Historical population
| Census | Pop. | Note | %± |
| 1900 | 210 |  | — |
| 1910 | 321 |  | 52.9% |
| 1920 | 345 |  | 7.5% |
| 1930 | 297 |  | −13.9% |
| 1940 | 296 |  | −0.3% |
| 1950 | 267 |  | −9.8% |
| 1960 | 254 |  | −4.9% |
| 1970 | 222 |  | −12.6% |
| 1980 | 254 |  | 14.4% |
| 1990 | 210 |  | −17.3% |
| 2000 | 237 |  | 12.9% |
| 2010 | 236 |  | −0.4% |
| 2020 | 252 |  | 6.8% |
U.S. Decennial Census

===2010 census===
As of the census of 2010, there were 236 people, 97 households, and 62 families residing in the village. The population density was 786.7 PD/sqmi. There were 113 housing units at an average density of 376.7 /sqmi. The racial makeup of the village was 94.1% White, 0.4% Asian, 3.0% from other races, and 2.5% from two or more races. Hispanic or Latino of any race were 4.7% of the population.

There were 97 households, of which 30.9% had children under the age of 18 living with them, 52.6% were married couples living together, 8.2% had a female householder with no husband present, 3.1% had a male householder with no wife present, and 36.1% were non-families. 30.9% of all households were made up of individuals, and 7.2% had someone living alone who was 65 years of age or older. The average household size was 2.43 and the average family size was 3.08.

The median age in the village was 37 years. 30.5% of residents were under the age of 18; 3% were between the ages of 18 and 24; 26.8% were from 25 to 44; 23.7% were from 45 to 64; and 16.1% were 65 years of age or older. The gender makeup of the village was 47.9% male and 52.1% female.

===2000 census===
As of the census of 2000, there were 237 people, 102 households, and 60 families residing in the village. The population density was 817.0 PD/sqmi. There were 117 housing units at an average density of 403.3 /sqmi. The racial makeup of the village was 94.94% White, 1.27% Native American, 3.38% from other races, and 0.42% from two or more races. Hispanic or Latino of any race were 9.70% of the population.

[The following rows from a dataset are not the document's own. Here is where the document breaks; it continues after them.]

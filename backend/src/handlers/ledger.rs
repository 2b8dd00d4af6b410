//! Seller ledger HTTP handlers

use axum::{
    extract::{Path, State},
    http::StatusCode,
    response::IntoResponse,
    Json,
};
use shared::DebtPayment;
use uuid::Uuid;

use crate::middleware::Session;
use crate::services::LedgerService;
use crate::AppState;

/// Seller debt, credit limit and available credit
pub async fn get_seller_balance(
    State(state): State<AppState>,
    session: Session,
    Path(seller_id): Path<Uuid>,
) -> impl IntoResponse {
    let service = LedgerService::new(state.api.clone());

    match service.seller_balance(&session, seller_id).await {
        Ok(balance) => (StatusCode::OK, Json(balance)).into_response(),
        Err(e) => e.into_response(),
    }
}

/// Record a debt payment (amortización)
pub async fn record_payment(
    State(state): State<AppState>,
    session: Session,
    Path(seller_id): Path<Uuid>,
    Json(payment): Json<DebtPayment>,
) -> impl IntoResponse {
    let service = LedgerService::new(state.api.clone());

    match service.record_payment(&session, seller_id, payment).await {
        Ok(balance) => (StatusCode::CREATED, Json(balance)).into_response(),
        Err(e) => e.into_response(),
    }
}
//! Health check handlers

use axum::Json;
use serde::Serialize;

#[derive(Serialize)]
pub struct HealthResponse {
    pub status: String,
    pub version: String,
}

/// Health check endpoint handler
pub async fn health_check() -> Json<HealthResponse> {
    Json(HealthResponse {
        status: "healthy".to_string(),
        version: env!("CARGO_PKG_VERSION").to_string(),
    })
}
//! Route definitions for the dispatch gateway

use axum::{
    routing::{get, post},
    Router,
};

use crate::{handlers, AppState};

/// Create API routes.
///
/// Every route except `/health` requires a bearer token; the [`Session`]
/// extractor rejects requests without one.
///
/// [`Session`]: crate::middleware::Session
pub fn api_routes() -> Router<AppState> {
    Router::new()
        // Health check (public)
        .route("/health", get(handlers::health_check))
        .nest("/sellers", seller_routes())
        .route("/assets/available", get(handlers::list_available_assets))
        .route("/dispatches", post(handlers::create_dispatch))
        .nest("/daily-loads", daily_load_routes())
}

/// Seller ledger and pending order routes
fn seller_routes() -> Router<AppState> {
    Router::new()
        .route("/", get(handlers::list_sellers))
        .route("/:seller_id/balance", get(handlers::get_seller_balance))
        .route("/:seller_id/payments", post(handlers::record_payment))
        .route("/:seller_id/pending-orders", get(handlers::list_pending_orders))
}

/// Settlement routes
fn daily_load_routes() -> Router<AppState> {
    Router::new()
        .route("/open", get(handlers::list_open_loads))
        .route(
            "/:load_id/settlement/preview",
            post(handlers::preview_settlement),
        )
        .route("/:load_id/close", post(handlers::close_load))
}
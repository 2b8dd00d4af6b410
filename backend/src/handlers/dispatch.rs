//! Dispatch HTTP handlers

use axum::{
    extract::{Path, Query, State},
    http::StatusCode,
    response::IntoResponse,
    Json,
};
use serde::Deserialize;
use shared::{AssetScope, DispatchInput};
use uuid::Uuid;

use crate::error::AppError;
use crate::middleware::Session;
use crate::services::DispatchService;
use crate::AppState;

#[derive(Debug, Deserialize)]
pub struct AssetQuery {
    pub scope: Option<String>,
}

/// List all sellers
pub async fn list_sellers(State(state): State<AppState>, session: Session) -> impl IntoResponse {
    let service = DispatchService::new(state.api.clone());

    match service.list_sellers(&session).await {
        Ok(sellers) => (StatusCode::OK, Json(serde_json::json!({ "sellers": sellers }))).into_response(),
        Err(e) => e.into_response(),
    }
}

/// Orders of a seller with pending balances
pub async fn list_pending_orders(
    State(state): State<AppState>,
    session: Session,
    Path(seller_id): Path<Uuid>,
) -> impl IntoResponse {
    let service = DispatchService::new(state.api.clone());

    match service.list_pending_orders(&session, seller_id).await {
        Ok(orders) => (StatusCode::OK, Json(serde_json::json!({ "orders": orders }))).into_response(),
        Err(e) => e.into_response(),
    }
}

/// Assets that can be checked out, optionally filtered by scope
pub async fn list_available_assets(
    State(state): State<AppState>,
    session: Session,
    Query(query): Query<AssetQuery>,
) -> impl IntoResponse {
    let scope = match query.scope.as_deref().map(str::trim).filter(|s| !s.is_empty()) {
        Some(raw) => match raw.parse::<AssetScope>() {
            Ok(scope) => Some(scope),
            Err(message) => {
                return AppError::Validation {
                    field: "scope".to_string(),
                    message,
                    message_es: "Ámbito de activo inválido".to_string(),
                }
                .into_response()
            }
        },
        None => state.config.dispatch.default_asset_scope,
    };

    let service = DispatchService::new(state.api.clone());

    match service.list_available_assets(&session, scope).await {
        Ok(assets) => (StatusCode::OK, Json(serde_json::json!({ "assets": assets }))).into_response(),
        Err(e) => e.into_response(),
    }
}

/// Create a daily load (despacho)
pub async fn create_dispatch(
    State(state): State<AppState>,
    session: Session,
    Json(input): Json<DispatchInput>,
) -> impl IntoResponse {
    let service = DispatchService::new(state.api.clone());

    match service.create_dispatch(&session, input).await {
        Ok(outcome) => (StatusCode::CREATED, Json(outcome)).into_response(),
        Err(e) => e.into_response(),
    }
}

There were 102 households, out of which 29.4% had children under the age of 18 living with them, 51.0% were married couples living together, 5.9% had a female householder with no husband present, and 40.2% were non-families. 35.3% of all households were made up of individuals, and 22.5% had someone living alone who was 65 years of age or older. The average household size was 2.32 and the average family size was 3.05.

In the village, the population was spread out, with 27.0% under the age of 18, 7.6% from 18 to 24, 24.5% from 25 to 44, 20.7% from 45 to 64, and 20.3% who were 65 years of age or older. The median age was 35 years. For every 100 females, there were 106.1 males. For every 100 females age 18 and over, there were 103.5 males.

As of 2000 the median income for a household in the village was $27,143, and the median income for a family was $33,750. Males had a median income of $25,385 versus $18,125 for females. The per capita income for the village was $14,469. About 8.5% of families and 11.2% of the population were below the poverty line, including 15.3% of those under the age of eighteen and none of those 65 or over.

==Education==
It is in the Sumner-Eddyville-Miller Schools school district.